-- Exercise goal --
Report the number of lines in the records below that hold "fields", and leave out everything else.

───

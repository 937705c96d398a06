#![allow(dead_code)]

use artisan_service::config::{
    ArtisanConfig, CatalogBackend, CatalogConfig, GenaiConfig, MediaConfig, PublicConfig,
};
use artisan_service::services::providers::{MockTextProvider, TextProvider};
use artisan_service::startup::{AppState, Application};
use image::{DynamicImage, ImageOutputFormat, Rgb, RgbImage};
use reqwest::multipart;
use service_core::config::Config as CoreConfig;
use std::io::Cursor;
use std::path::PathBuf;
use std::sync::Arc;
use tempfile::TempDir;

pub struct TestOptions {
    pub provider: Option<Arc<MockTextProvider>>,
    pub strict: bool,
    pub max_upload_bytes: usize,
    pub backend_origin: Option<String>,
}

impl Default for TestOptions {
    fn default() -> Self {
        Self {
            provider: None,
            strict: false,
            max_upload_bytes: 2 * 1024 * 1024,
            backend_origin: None,
        }
    }
}

pub struct TestApp {
    pub address: String,
    pub port: u16,
    pub state: AppState,
    pub client: reqwest::Client,
    media_dir: TempDir,
    originals_dir: TempDir,
}

impl TestApp {
    /// App on a random port with the in-memory catalog and no GenAI provider.
    pub async fn spawn() -> Self {
        Self::spawn_with(TestOptions::default()).await
    }

    pub async fn spawn_with(options: TestOptions) -> Self {
        service_core::observability::init_metrics();

        let media_dir = tempfile::tempdir().expect("Failed to create media dir");
        let originals_dir = tempfile::tempdir().expect("Failed to create originals dir");

        let config = ArtisanConfig {
            common: CoreConfig {
                port: 0,
                ..CoreConfig::default()
            },
            catalog: CatalogConfig {
                backend: CatalogBackend::Memory,
                mongodb: None,
            },
            media: MediaConfig {
                dir: media_dir.path().to_path_buf(),
                originals_dir: originals_dir.path().to_path_buf(),
                max_upload_bytes: options.max_upload_bytes,
            },
            public: PublicConfig {
                backend_origin: options.backend_origin,
            },
            genai: GenaiConfig {
                strict: options.strict,
                ..GenaiConfig::default()
            },
            otlp_endpoint: None,
        };

        let provider = options
            .provider
            .map(|mock| mock as Arc<dyn TextProvider>);

        let app = Application::build_with_provider(config, provider)
            .await
            .expect("Failed to build test application");

        let port = app.port();
        let state = app.state().clone();
        let address = format!("http://127.0.0.1:{}", port);

        tokio::spawn(async move {
            app.run_until_stopped().await.ok();
        });

        let client = reqwest::Client::new();
        let health_url = format!("{}/health", address);
        for _ in 0..50 {
            if client.get(&health_url).send().await.is_ok() {
                break;
            }
            tokio::time::sleep(tokio::time::Duration::from_millis(50)).await;
        }

        TestApp {
            address,
            port,
            state,
            client,
            media_dir,
            originals_dir,
        }
    }

    pub fn url(&self, path: &str) -> String {
        format!("{}{}", self.address, path)
    }

    pub fn media_path(&self, key: &str) -> PathBuf {
        self.media_dir.path().join(key)
    }

    pub fn original_path(&self, key: &str) -> PathBuf {
        self.originals_dir.path().join(key)
    }

    /// Number of regular files under the media and originals directories.
    pub fn media_file_count(&self) -> usize {
        fn count(dir: &std::path::Path) -> usize {
            std::fs::read_dir(dir)
                .map(|entries| {
                    entries
                        .filter_map(Result::ok)
                        .map(|entry| {
                            let path = entry.path();
                            if path.is_dir() {
                                count(&path)
                            } else {
                                1
                            }
                        })
                        .sum()
                })
                .unwrap_or(0)
        }
        count(self.media_dir.path()) + count(self.originals_dir.path())
    }

    pub async fn register(&self, fields: &[(&str, &str)]) -> reqwest::Response {
        self.client
            .post(self.url("/register_artisan"))
            .form(fields)
            .send()
            .await
            .expect("Failed to execute request")
    }

    /// Register an artisan and return its id.
    pub async fn register_artisan(&self, name: &str, location: &str) -> String {
        let response = self
            .register(&[("name", name), ("location", location)])
            .await;
        assert_eq!(response.status().as_u16(), 201);
        let body: serde_json::Value = response.json().await.expect("Failed to parse JSON");
        body["id"].as_str().expect("id").to_string()
    }

    pub async fn upload(&self, form: multipart::Form) -> reqwest::Response {
        self.client
            .post(self.url("/upload_product"))
            .multipart(form)
            .send()
            .await
            .expect("Failed to execute request")
    }

    /// Upload a product with a generated PNG and return its id.
    pub async fn upload_product(&self, artisan_id: &str, name: &str) -> String {
        let response = self
            .upload(product_form(artisan_id, name, png_bytes(40, 30)))
            .await;
        assert_eq!(response.status().as_u16(), 201);
        let body: serde_json::Value = response.json().await.expect("Failed to parse JSON");
        body["id"].as_str().expect("id").to_string()
    }
}

pub fn product_form(artisan_id: &str, name: &str, image: Vec<u8>) -> multipart::Form {
    multipart::Form::new()
        .text("artisan_id", artisan_id.to_string())
        .text("product_name", name.to_string())
        .text("description", "Handmade")
        .text("price", "250")
        .part(
            "file",
            multipart::Part::bytes(image)
                .file_name("photo.png")
                .mime_str("image/png")
                .expect("mime"),
        )
}

pub fn png_bytes(width: u32, height: u32) -> Vec<u8> {
    let image = RgbImage::from_fn(width, height, |x, y| {
        Rgb([(40 + x % 150) as u8, (70 + y % 150) as u8, 110])
    });
    let mut bytes = Vec::new();
    DynamicImage::ImageRgb8(image)
        .write_to(&mut Cursor::new(&mut bytes), ImageOutputFormat::Png)
        .expect("Failed to encode PNG");
    bytes
}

───

-- Output for this exercise --
2